How would you solve the following problem explicitly?
Sqrt(1-y^2) dx - sqrt(1-x^2) dy
I separated the x and y terms and got:
Integral of 1/sqrt(1-x^2) dx = Integral of 1/sqrt(1-y^2) dy
I was wondering how would you take the anti-derivative of each function. I believe we are using a trig substitution?
Oops, Sqrt(1-y^2) dx - sqrt(1-x^2) dy = 0
sqrt(1-y^2) dx - sqrt(1-x^2) dy = 0
sqrt(1-y^2) dx = sqrt(1-x^2) dy
Take all term swith x to one side and all terms of y to the other side of equation:
dx / sqrt(1-x^2) = dy / sqrt(1-y^2)
Integrate both side. Note that,
∫(1/(sqrt(a^2 - x^2))dx = sin^-1 (x/a) + C
Therefore,
sin^-1 (x) + C = sin^-1 (y)
Get the sine of both sides:
y = sin( sin^-1 (x) + C )
hope this helps? `u`
If we pick a different c, the solution looks a little more symmetric, and more like the original equation:
y = sin(arcsin(x)+arcsin(c))
y = sin(arcsin(x))cos(arcsin(c)) + cos(arcsin(x))sin(arcsin(c))
= x√(1-c^2) + c√(1-x^2)
Just a thought. A bit ugly because c appears twice, and is more restricted than the general C above.
To solve the problem explicitly, you have correctly separated the variables and obtained the equation:
Integral of 1/sqrt(1-x^2) dx = Integral of 1/sqrt(1-y^2) dy
To evaluate these integrals, we can indeed use trigonometric substitutions. Let's start by considering the integral on the left-hand side:
∫ 1/√(1-x^2) dx
To introduce a trigonometric substitution, we can let x = sinθ, which implies dx = cosθ dθ. Substituting these values into the integral, we get:
∫ 1/√(1-sin^2θ) cosθ dθ
Simplifying further, we have:
∫ cosθ/√(cos^2θ) dθ
Since cos^2θ = 1 - sin^2θ, we can rewrite the integral as:
∫ cosθ/√(1-sin^2θ) dθ
Using the Pythagorean identity sin^2θ + cos^2θ = 1, we have:
∫ cosθ/√(cos^2θ) dθ
This simplifies to:
∫ dθ
The integral of 1 with respect to θ is simply θ + C, where C is the constant of integration.

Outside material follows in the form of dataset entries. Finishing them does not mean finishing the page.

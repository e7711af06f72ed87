//! Text folding and slug derivation
//!
//! Search matching and place ids both go through [`fold`], so a query typed
//! without accents ("lurin") finds "Lurín" and ids stay stable across
//! spelling variants that only differ in case or diacritics.

use unicode_normalization::char::is_combining_mark;
use unicode_normalization::UnicodeNormalization;

/// Lowercase, decompose (NFD) and drop combining marks.
pub fn fold(text: &str) -> String {
    text.to_lowercase().nfd().filter(|c| !is_combining_mark(*c)).collect()
}

/// Build a hyphenated slug out of free text.
///
/// Runs of anything outside `[a-z0-9]` collapse into a single `-` and the
/// result never starts or ends with one.
pub fn slugify(text: &str) -> String {
    let mut slug = String::with_capacity(text.len());
    let mut pending_dash = false;

    for c in fold(text).chars() {
        if c.is_ascii_lowercase() || c.is_ascii_digit() {
            if pending_dash && !slug.is_empty() {
                slug.push('-');
            }
            pending_dash = false;
            slug.push(c);
        } else {
            pending_dash = true;
        }
    }

    slug
}

/// Case and diacritic insensitive substring test against an already folded needle.
pub fn contains_folded(haystack: &str, folded_needle: &str) -> bool {
    folded_needle.is_empty() || fold(haystack).contains(folded_needle)
}

#[cfg(test)]
mod tests {
    use super::*;
    use proptest::prelude::*;

    #[test]
    fn test_fold_strips_diacritics_and_case() {
        assert_eq!(fold("Lurín"), "lurin");
        assert_eq!(fold("Circuito MÁGICO"), "circuito magico");
        assert_eq!(fold("Peña"), "pena");
    }

    #[test]
    fn test_slugify_collapses_separators() {
        assert_eq!(slugify("Parque  Reducto N°2 / Miraflores"), "parque-reducto-n-2-miraflores");
        assert_eq!(slugify("  --Fundo San Vicente Lurín--  "), "fundo-san-vicente-lurin");
        assert_eq!(slugify("¡¿!?"), "");
    }

    #[test]
    fn test_slugify_is_idempotent() {
        let once = slugify("Planetario José Castro Mendivil Chorrillos");
        assert_eq!(slugify(&once), once);
    }

    #[test]
    fn test_contains_folded() {
        assert!(contains_folded("San Vicente Lurín Fundo", "lurin"));
        assert!(contains_folded("anything", ""));
        assert!(!contains_folded("Miraflores", "surco"));
    }

    proptest! {
        #[test]
        fn prop_slug_shape(text in "\\PC{0,40}") {
            let slug = slugify(&text);
            prop_assert!(slug
                .chars()
                .all(|c| c.is_ascii_lowercase() || c.is_ascii_digit() || c == '-'));
            prop_assert!(!slug.starts_with('-') && !slug.ends_with('-'));
            prop_assert!(!slug.contains("--"));
            prop_assert_eq!(slugify(&slug), slug.clone());
        }
    }
}
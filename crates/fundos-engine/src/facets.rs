//! Facet Counter
//!
//! Each facet is counted against every active filter except its own, so a
//! chip shows what the user would get by toggling it. Types ignore the type
//! selection; districts ignore the district selection.

use fundos_core::models::{FilterState, Place, PlaceType, VisitedSet};
use fundos_core::CatalogCollator;
use std::collections::{BTreeMap, HashMap};

use crate::filter::{passes_search_and_pending, search_needle};
use crate::models::FacetCounts;

/// Count places per type and per district for the current filter state
pub fn compute_facets(
    places: &[Place],
    visited: &VisitedSet,
    filter: &FilterState,
    collator: &CatalogCollator,
) -> FacetCounts {
    let needle = search_needle(filter);
    let mut type_counts: BTreeMap<PlaceType, usize> =
        PlaceType::ALL.iter().map(|t| (*t, 0)).collect();
    let mut district_counts: HashMap<String, usize> = HashMap::new();

    for place in places
        .iter()
        .filter(|p| passes_search_and_pending(p, visited, filter, &needle))
    {
        if filter.district_passes(&place.district) {
            *type_counts.entry(place.place_type).or_insert(0) += 1;
        }
        if filter.type_passes(place.place_type) {
            *district_counts.entry(place.district.clone()).or_insert(0) += 1;
        }
    }

    let mut available_districts: Vec<String> = district_counts
        .iter()
        .filter(|(_, count)| **count > 0)
        .map(|(district, _)| district.clone())
        .collect();
    collator.sort(&mut available_districts);

    FacetCounts { type_counts, district_counts, available_districts }
}

/// True when the selected districts are exactly the available ones.
///
/// With no available districts an empty selection counts as all selected.
pub fn all_districts_selected(filter: &FilterState, facets: &FacetCounts) -> bool {
    filter.selected_districts.len() == facets.available_districts.len()
        && facets
            .available_districts
            .iter()
            .all(|d| filter.selected_districts.contains(d))
}

/// Number of places the "all districts" chip stands for
pub fn select_all_total(facets: &FacetCounts) -> usize {
    facets.available_districts.iter().map(|d| facets.district_count(d)).sum()
}

/// Drop selected districts that are no longer available.
///
/// Returns whether the filter changed.
pub fn prune_stale_districts(filter: &mut FilterState, facets: &FacetCounts) -> bool {
    let before = filter.selected_districts.len();
    filter
        .selected_districts
        .retain(|d| facets.available_districts.iter().any(|a| a == d));

    let removed = before - filter.selected_districts.len();
    if removed > 0 {
        tracing::debug!(removed, "Pruned stale district selections");
    }
    removed > 0
}

/// Select every available district, or clear them when all are selected
pub fn toggle_all_districts(filter: &mut FilterState, facets: &FacetCounts) {
    if all_districts_selected(filter, facets) {
        filter.selected_districts.clear();
    } else {
        filter.selected_districts = facets.available_districts.iter().cloned().collect();
    }
}
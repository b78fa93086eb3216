//! Registry lifecycle orchestration.
//!
//! Drives the registry from an arbitrary state into a reproducible starting
//! point. The sequence in [`RegistryLifecycleOrchestrator::initialize`] is
//! strictly ordered: each step, including the verified mode switch that
//! precedes it, must complete before the next one is issued. Any failure
//! aborts the whole sequence; re-running `initialize` is safe because it
//! starts with a flush.

use std::sync::Arc;
use std::time::Instant;

use chrono::{DateTime, Utc};
use mdde_registry::{
    BenchmarkReport, FragmentId, NodeId, RegistryControlPort, RegistryMode, RegistryReadPort,
    RegistryWritePort, SnapshotHandle, Workload,
};
use serde::Serialize;
use tracing::{debug, instrument, warn};

use crate::error::{EnvError, EnvResult, EnvelopeExt, Phase};
use crate::fragmenter::Fragmenter;
use crate::obs;

/// The three registry capabilities, shared behind trait objects.
#[derive(Clone)]
pub struct RegistryPorts {
    pub control: Arc<dyn RegistryControlPort>,
    pub write: Arc<dyn RegistryWritePort>,
    pub read: Arc<dyn RegistryReadPort>,
}

impl RegistryPorts {
    /// Use one client for all three ports.
    pub fn from_client<C>(client: Arc<C>) -> Self
    where
        C: RegistryControlPort + RegistryWritePort + RegistryReadPort + 'static,
    {
        Self {
            control: client.clone(),
            write: client.clone(),
            read: client,
        }
    }
}

impl std::fmt::Debug for RegistryPorts {
    fn fmt(&self, f: &mut std::fmt::Formatter<'_>) -> std::fmt::Result {
        f.debug_struct("RegistryPorts").finish_non_exhaustive()
    }
}

/// Summary of a successful initialization.
#[derive(Debug, Clone, PartialEq, Serialize)]
pub struct InitializationReport {
    /// Rollback target for `reset`.
    pub snapshot: SnapshotHandle,
    /// Node order of the initial allocation. Filled by the environment.
    pub nodes: Vec<NodeId>,
    /// Fragment order of the initial allocation. Filled by the environment.
    pub fragments: Vec<FragmentId>,
    /// Whether the fragmenter requested a registry to data sync.
    pub shuffled: bool,
    pub started_at: DateTime<Utc>,
    pub finished_at: DateTime<Utc>,
}

/// Owns the mode protocol and the initialization sequence.
#[derive(Debug)]
pub struct RegistryLifecycleOrchestrator {
    ports: RegistryPorts,
    default_snapshot: Option<SnapshotHandle>,
}

impl RegistryLifecycleOrchestrator {
    pub fn new(ports: RegistryPorts) -> Self {
        Self {
            ports,
            default_snapshot: None,
        }
    }

    pub fn ports(&self) -> &RegistryPorts {
        &self.ports
    }

    /// Snapshot retained by the last successful `initialize`.
    pub fn default_snapshot(&self) -> Option<&SnapshotHandle> {
        self.default_snapshot.as_ref()
    }

    /// Forget the retained snapshot so `reset` refuses until the next
    /// successful `initialize`.
    pub(crate) fn invalidate(&mut self) {
        self.default_snapshot = None;
    }

    /// Bring the registry into a fresh, snapshotted state.
    ///
    /// Sequence: Shuffle, flush, populate nodes, Benchmark, generate data,
    /// fragment, Shuffle, optional registry to data sync, default snapshot.
    #[instrument(skip_all, fields(workload = %workload.id))]
    pub async fn initialize(
        &mut self,
        workload: &Workload,
        fragmenter: &dyn Fragmenter,
    ) -> EnvResult<InitializationReport> {
        let started_at = Utc::now();
        let clock = Instant::now();
        // A flush invalidates whatever snapshot was retained before.
        self.default_snapshot = None;

        match self.run_sequence(workload, fragmenter).await {
            Ok((snapshot, shuffled)) => {
                obs::emit_init_finished(
                    snapshot.as_str(),
                    shuffled,
                    clock.elapsed().as_millis() as u64,
                );
                self.default_snapshot = Some(snapshot.clone());
                Ok(InitializationReport {
                    snapshot,
                    nodes: Vec::new(),
                    fragments: Vec::new(),
                    shuffled,
                    started_at,
                    finished_at: Utc::now(),
                })
            }
            Err(err) => {
                obs::emit_init_failed(err.phase(), &err);
                Err(err)
            }
        }
    }

    async fn run_sequence(
        &self,
        workload: &Workload,
        fragmenter: &dyn Fragmenter,
    ) -> EnvResult<(SnapshotHandle, bool)> {
        let control = self.ports.control.as_ref();

        self.switch_mode(RegistryMode::Shuffle, Phase::ShuffleBeforeFlush)
            .await?;
        obs::emit_phase_completed(Phase::ShuffleBeforeFlush);

        control.flush().await.in_phase(Phase::Flush)?;
        obs::emit_phase_completed(Phase::Flush);

        control
            .populate_default_nodes()
            .await
            .in_phase(Phase::PopulateNodes)?;
        obs::emit_phase_completed(Phase::PopulateNodes);

        self.switch_mode(RegistryMode::Benchmark, Phase::BenchmarkBeforeGeneration)
            .await?;
        obs::emit_phase_completed(Phase::BenchmarkBeforeGeneration);

        let generated = control
            .generate_data(workload)
            .await
            .in_phase(Phase::GenerateData)?;
        if generated != Some(true) {
            return Err(EnvError::DataGenerationEmpty);
        }
        obs::emit_phase_completed(Phase::GenerateData);

        let shuffled = fragmenter
            .run_fragmentation(self.ports.read.as_ref(), self.ports.write.as_ref())
            .await
            .map_err(|source| EnvError::Transport {
                phase: Phase::Fragmentation,
                source,
            })?;
        obs::emit_phase_completed(Phase::Fragmentation);

        self.switch_mode(RegistryMode::Shuffle, Phase::ShuffleAfterFragmentation)
            .await?;
        obs::emit_phase_completed(Phase::ShuffleAfterFragmentation);

        if shuffled {
            control
                .sync_registry_to_data()
                .await
                .in_phase(Phase::SyncRegistryToData)?;
            obs::emit_phase_completed(Phase::SyncRegistryToData);
        }

        let snapshot = control
            .snapshot_create(true)
            .await
            .in_phase(Phase::SnapshotCreate)?
            .filter(|handle| !handle.is_blank())
            .ok_or(EnvError::SnapshotCreation)?;
        obs::emit_phase_completed(Phase::SnapshotCreate);

        Ok((snapshot, shuffled))
    }

    /// Make sure the registry is in `target` mode.
    ///
    /// Queries the mode first and issues at most one switch call.
    pub async fn ensure_mode(&self, target: RegistryMode) -> EnvResult<()> {
        self.switch_mode(target, Phase::ModeSwitch).await
    }

    async fn switch_mode(&self, target: RegistryMode, phase: Phase) -> EnvResult<()> {
        if target == RegistryMode::Unknown {
            return Err(EnvError::RegistryState {
                phase,
                detail: "cannot switch the registry into the unknown mode".to_string(),
            });
        }
        let control = self.ports.control.as_ref();
        let current = control
            .get_mode()
            .await
            .in_phase(phase)?
            .unwrap_or(RegistryMode::Unknown);

        if current == target {
            debug!(mode = %current, "registry already in target mode");
            return Ok(());
        }
        if current == RegistryMode::Unknown {
            return Err(EnvError::RegistryState {
                phase,
                detail: "registry reports an unknown mode".to_string(),
            });
        }

        let switched = if target == RegistryMode::Benchmark {
            control.set_benchmark_mode().await
        } else {
            control.set_shuffle_mode().await
        };
        switched.in_phase(phase)?;

        let verified = control
            .get_mode()
            .await
            .in_phase(phase)?
            .unwrap_or(RegistryMode::Unknown);
        if verified != target {
            return Err(EnvError::RegistryState {
                phase,
                detail: format!("registry reports {verified} mode after switching to {target}"),
            });
        }
        obs::emit_mode_switched(&current.to_string(), &target.to_string());
        Ok(())
    }

    /// Roll the registry back to the retained default snapshot.
    #[instrument(skip_all)]
    pub async fn reset(&self) -> EnvResult<()> {
        let snapshot = self
            .default_snapshot
            .as_ref()
            .ok_or(EnvError::NotInitialized)?;
        self.switch_mode(RegistryMode::Shuffle, Phase::Reset).await?;
        self.ports
            .control
            .reset_to_default_snapshot()
            .await
            .in_phase(Phase::Reset)?;
        obs::emit_reset(snapshot.as_str());
        Ok(())
    }

    /// Run a benchmark and leave the registry in Shuffle mode again.
    #[instrument(skip_all, fields(workload = %workload.id, workers = workers))]
    pub async fn run_benchmark(
        &self,
        workload: &Workload,
        workers: u32,
    ) -> EnvResult<BenchmarkReport> {
        self.switch_mode(RegistryMode::Benchmark, Phase::Benchmark)
            .await?;
        let outcome = self
            .ports
            .control
            .run_benchmark(workload, workers)
            .await
            .in_phase(Phase::Benchmark);
        // Restore Shuffle even when the run failed; report the run error.
        let restored = self.switch_mode(RegistryMode::Shuffle, Phase::Benchmark).await;
        if let Err(err) = &restored {
            warn!(error = %err, "failed to return to shuffle mode after benchmark");
        }

        let report = outcome?.ok_or_else(|| EnvError::RegistryState {
            phase: Phase::Benchmark,
            detail: "benchmark returned no report".to_string(),
        })?;
        restored?;
        obs::emit_benchmark_finished(report.throughput, report.nodes.len());
        Ok(report)
    }
}
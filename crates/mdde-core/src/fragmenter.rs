//! Fragmentation collaborators.
//!
//! A fragmenter groups generated tuples into fragments through the write
//! port and reports whether it changed where tuples physically live. When it
//! does, the orchestrator runs a registry to data sync before snapshotting.

use std::collections::BTreeSet;

use async_trait::async_trait;
use mdde_registry::{
    ErrorCode, ErrorDescriptor, FragmentId, RegistryReadPort, RegistryWritePort, TupleId,
};
use tracing::{debug, info};

use crate::ordering::natural_cmp;

/// Turns generated data into fragments.
#[async_trait]
pub trait Fragmenter: Send + Sync {
    /// Returns `true` when tuples were moved and a shuffle sync is required.
    async fn run_fragmentation(
        &self,
        read: &dyn RegistryReadPort,
        write: &dyn RegistryWritePort,
    ) -> Result<bool, ErrorDescriptor>;
}

/// Splits every node's unassigned tuples into fixed-size fragments in place.
///
/// The chunk size is `ceil(total_tuples / target_fragments)` so the registry
/// ends up with at most `target_fragments` fragments named `{prefix}1..N`.
/// Tuples never leave their node, so no shuffle is requested.
#[derive(Debug, Clone)]
pub struct NodeLocalFragmenter {
    target_fragments: usize,
    prefix: String,
}

impl NodeLocalFragmenter {
    pub fn new(target_fragments: usize) -> Self {
        Self {
            target_fragments: target_fragments.max(1),
            prefix: "f".to_string(),
        }
    }

    pub fn with_prefix(mut self, prefix: impl Into<String>) -> Self {
        self.prefix = prefix.into();
        self
    }

    pub fn target_fragments(&self) -> usize {
        self.target_fragments
    }
}

#[async_trait]
impl Fragmenter for NodeLocalFragmenter {
    async fn run_fragmentation(
        &self,
        read: &dyn RegistryReadPort,
        write: &dyn RegistryWritePort,
    ) -> Result<bool, ErrorDescriptor> {
        let nodes = read.list_nodes().await.raise_on_error()?.unwrap_or_default();

        let mut per_node: Vec<Vec<TupleId>> = Vec::with_capacity(nodes.len());
        for node in &nodes {
            let mut tuples: Vec<TupleId> = read
                .list_node_unassigned_tuples(node)
                .await
                .raise_on_error()?
                .unwrap_or_default()
                .into_iter()
                .collect();
            tuples.sort_by(|a, b| natural_cmp(a.as_str(), b.as_str()));
            debug!(node = %node, tuples = tuples.len(), "unassigned tuples");
            per_node.push(tuples);
        }

        let total: usize = per_node.iter().map(Vec::len).sum();
        if total == 0 {
            return Err(ErrorDescriptor::new(
                ErrorCode::IllegalCommandArgument,
                "no unassigned tuples to fragment",
            ));
        }
        let chunk = total.div_ceil(self.target_fragments);

        let mut formed = 0usize;
        for tuples in per_node {
            for group in tuples.chunks(chunk) {
                formed += 1;
                let fragment = FragmentId(format!("{}{formed}", self.prefix));
                let members: BTreeSet<TupleId> = group.iter().cloned().collect();
                write
                    .form_fragment(&fragment, &members)
                    .await
                    .raise_on_error()?;
            }
        }

        info!(fragments = formed, chunk, tuples = total, "fragmentation finished");
        Ok(false)
    }
}
//! Uniform success/failure wrapper returned by every registry operation.
//!
//! A [`ResultEnvelope`] is a transport artifact: it is produced by a port
//! call and consumed immediately by the caller. Failed envelopes always carry
//! an [`ErrorDescriptor`]; successful envelopes may or may not carry a value
//! (an empty success is meaningful for some calls, e.g. a snapshot request
//! that returned no handle).

use serde::{Deserialize, Serialize};

/// Numeric error catalogue reported by the registry.
#[derive(Debug, Clone, Copy, PartialEq, Eq, Hash, Serialize, Deserialize)]
#[serde(from = "u32", into = "u32")]
pub enum ErrorCode {
    Runtime,
    Unspecified,
    DuplicateEntity,
    UnknownEntityId,
    UnknownCommand,
    MissingCommandArgument,
    ReadOperation,
    WriteOperation,
    ResponseSerialization,
    RegistryModeAlreadySet,
    IncorrectRegistryMode,
    FailedToDeleteSnapshot,
    DuplicateFragmentReplication,
    LocalFragmentReplication,
    NonColocatedFragmentFormation,
    UniqueFragmentRemoval,
    SeedNonEmptyRegistry,
    IncorrectFragmentLocation,
    DataKeyNotFound,
    IllegalCommandArgument,
    MalformedCommandStatement,
    /// A code this client does not know about.
    Unrecognized(u32),
}

impl ErrorCode {
    /// Numeric value as sent over the wire.
    pub fn code(self) -> u32 {
        match self {
            ErrorCode::Runtime => 0,
            ErrorCode::Unspecified => 9999,
            ErrorCode::DuplicateEntity => 2100,
            ErrorCode::UnknownEntityId => 2101,
            ErrorCode::UnknownCommand => 2201,
            ErrorCode::MissingCommandArgument => 2202,
            ErrorCode::ReadOperation => 2300,
            ErrorCode::WriteOperation => 2301,
            ErrorCode::ResponseSerialization => 2350,
            ErrorCode::RegistryModeAlreadySet => 2500,
            ErrorCode::IncorrectRegistryMode => 2501,
            ErrorCode::FailedToDeleteSnapshot => 2540,
            ErrorCode::DuplicateFragmentReplication => 2601,
            ErrorCode::LocalFragmentReplication => 2602,
            ErrorCode::NonColocatedFragmentFormation => 2603,
            ErrorCode::UniqueFragmentRemoval => 2604,
            ErrorCode::SeedNonEmptyRegistry => 2605,
            ErrorCode::IncorrectFragmentLocation => 2606,
            ErrorCode::DataKeyNotFound => 3100,
            ErrorCode::IllegalCommandArgument => 4100,
            ErrorCode::MalformedCommandStatement => 4101,
            ErrorCode::Unrecognized(code) => code,
        }
    }

    /// Logical constraint violations live in `[2600, 3000)`; everything else
    /// points at a registry-side or protocol-level problem.
    pub fn is_constraint(self) -> bool {
        (2600..3000).contains(&self.code())
    }
}

impl From<u32> for ErrorCode {
    fn from(code: u32) -> Self {
        match code {
            0 => ErrorCode::Runtime,
            9999 => ErrorCode::Unspecified,
            2100 => ErrorCode::DuplicateEntity,
            2101 => ErrorCode::UnknownEntityId,
            2201 => ErrorCode::UnknownCommand,
            2202 => ErrorCode::MissingCommandArgument,
            2300 => ErrorCode::ReadOperation,
            2301 => ErrorCode::WriteOperation,
            2350 => ErrorCode::ResponseSerialization,
            2500 => ErrorCode::RegistryModeAlreadySet,
            2501 => ErrorCode::IncorrectRegistryMode,
            2540 => ErrorCode::FailedToDeleteSnapshot,
            2601 => ErrorCode::DuplicateFragmentReplication,
            2602 => ErrorCode::LocalFragmentReplication,
            2603 => ErrorCode::NonColocatedFragmentFormation,
            2604 => ErrorCode::UniqueFragmentRemoval,
            2605 => ErrorCode::SeedNonEmptyRegistry,
            2606 => ErrorCode::IncorrectFragmentLocation,
            3100 => ErrorCode::DataKeyNotFound,
            4100 => ErrorCode::IllegalCommandArgument,
            4101 => ErrorCode::MalformedCommandStatement,
            other => ErrorCode::Unrecognized(other),
        }
    }
}

impl From<ErrorCode> for u32 {
    fn from(code: ErrorCode) -> Self {
        code.code()
    }
}

impl std::fmt::Display for ErrorCode {
    fn fmt(&self, f: &mut std::fmt::Formatter<'_>) -> std::fmt::Result {
        write!(f, "{}", self.code())
    }
}

/// Error payload carried by a failed envelope.
#[derive(Debug, Clone, PartialEq, Eq, Serialize, Deserialize, thiserror::Error)]
#[error("{}", render_descriptor(.code, .message))]
pub struct ErrorDescriptor {
    /// Registry error code, absent for client-side failures (I/O, timeouts).
    pub code: Option<ErrorCode>,
    pub message: String,
}

fn render_descriptor(code: &Option<ErrorCode>, message: &str) -> String {
    match code {
        Some(code) => format!("[{code}] {message}"),
        None => message.to_string(),
    }
}

impl ErrorDescriptor {
    pub fn new(code: ErrorCode, message: impl Into<String>) -> Self {
        Self {
            code: Some(code),
            message: message.into(),
        }
    }

    /// Descriptor for a failure that never reached the registry.
    pub fn transport(message: impl Into<String>) -> Self {
        Self {
            code: None,
            message: message.into(),
        }
    }

    pub fn is_constraint(&self) -> bool {
        self.code.map(ErrorCode::is_constraint).unwrap_or(false)
    }
}

/// Result of a single registry call.
///
/// Invariant: `error.is_some()` exactly when the call failed. The fields are
/// private so the invariant can only be established through the constructors.
#[derive(Debug, Clone, PartialEq, Serialize, Deserialize)]
pub struct ResultEnvelope<T> {
    value: Option<T>,
    error: Option<ErrorDescriptor>,
}

impl<T> ResultEnvelope<T> {
    pub fn success(value: T) -> Self {
        Self {
            value: Some(value),
            error: None,
        }
    }

    /// A successful call that produced no value.
    pub fn empty() -> Self {
        Self {
            value: None,
            error: None,
        }
    }

    pub fn failure(error: ErrorDescriptor) -> Self {
        Self {
            value: None,
            error: Some(error),
        }
    }

    pub fn succeeded(&self) -> bool {
        self.error.is_none()
    }

    pub fn failed(&self) -> bool {
        self.error.is_some()
    }

    /// The value, only meaningful when the call succeeded.
    pub fn value(&self) -> Option<&T> {
        self.value.as_ref()
    }

    pub fn error(&self) -> Option<&ErrorDescriptor> {
        self.error.as_ref()
    }

    /// Convert a failed envelope into an error for callers that cannot
    /// recover locally. A successful envelope yields its (optional) value.
    pub fn raise_on_error(self) -> Result<Option<T>, ErrorDescriptor> {
        match self.error {
            Some(err) => Err(err),
            None => Ok(self.value),
        }
    }

    pub fn map<U>(self, f: impl FnOnce(T) -> U) -> ResultEnvelope<U> {
        ResultEnvelope {
            value: self.value.map(f),
            error: self.error,
        }
    }
}

impl<T> From<Result<T, ErrorDescriptor>> for ResultEnvelope<T> {
    fn from(result: Result<T, ErrorDescriptor>) -> Self {
        match result {
            Ok(value) => ResultEnvelope::success(value),
            Err(err) => ResultEnvelope::failure(err),
        }
    }
}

So, for the left-hand side, the anti-derivative is:
θ + C
Now, let's consider the right-hand side integral:
∫ 1/√(1-y^2) dy
Using the same approach as before, we can let y = sinφ, which implies dy = cosφ dφ. Substituting these into the integral, we get:
∫ 1/√(1-sin^2φ) cosφ dφ
Simplifying further, we have:
∫ cosφ/√(cos^2φ) dφ
Using the same trigonometric identity as before, we can rewrite the integral as:
∫ dφ
The integral of 1 with respect to φ is simply φ + C, where C is the constant of integration.
So, for the right-hand side, the anti-derivative is:
φ + C
Now, we have:
θ + C = φ + C
Since the constants of integration cancel out, we can conclude that θ = φ. This means that x = sinθ = sinφ and y = sinφ as well.
Therefore, the solution to the original problem is x = y = sinθ.
I hope this explanation helps you understand how to tackle the trigonometric substitution and take the antiderivative of each function.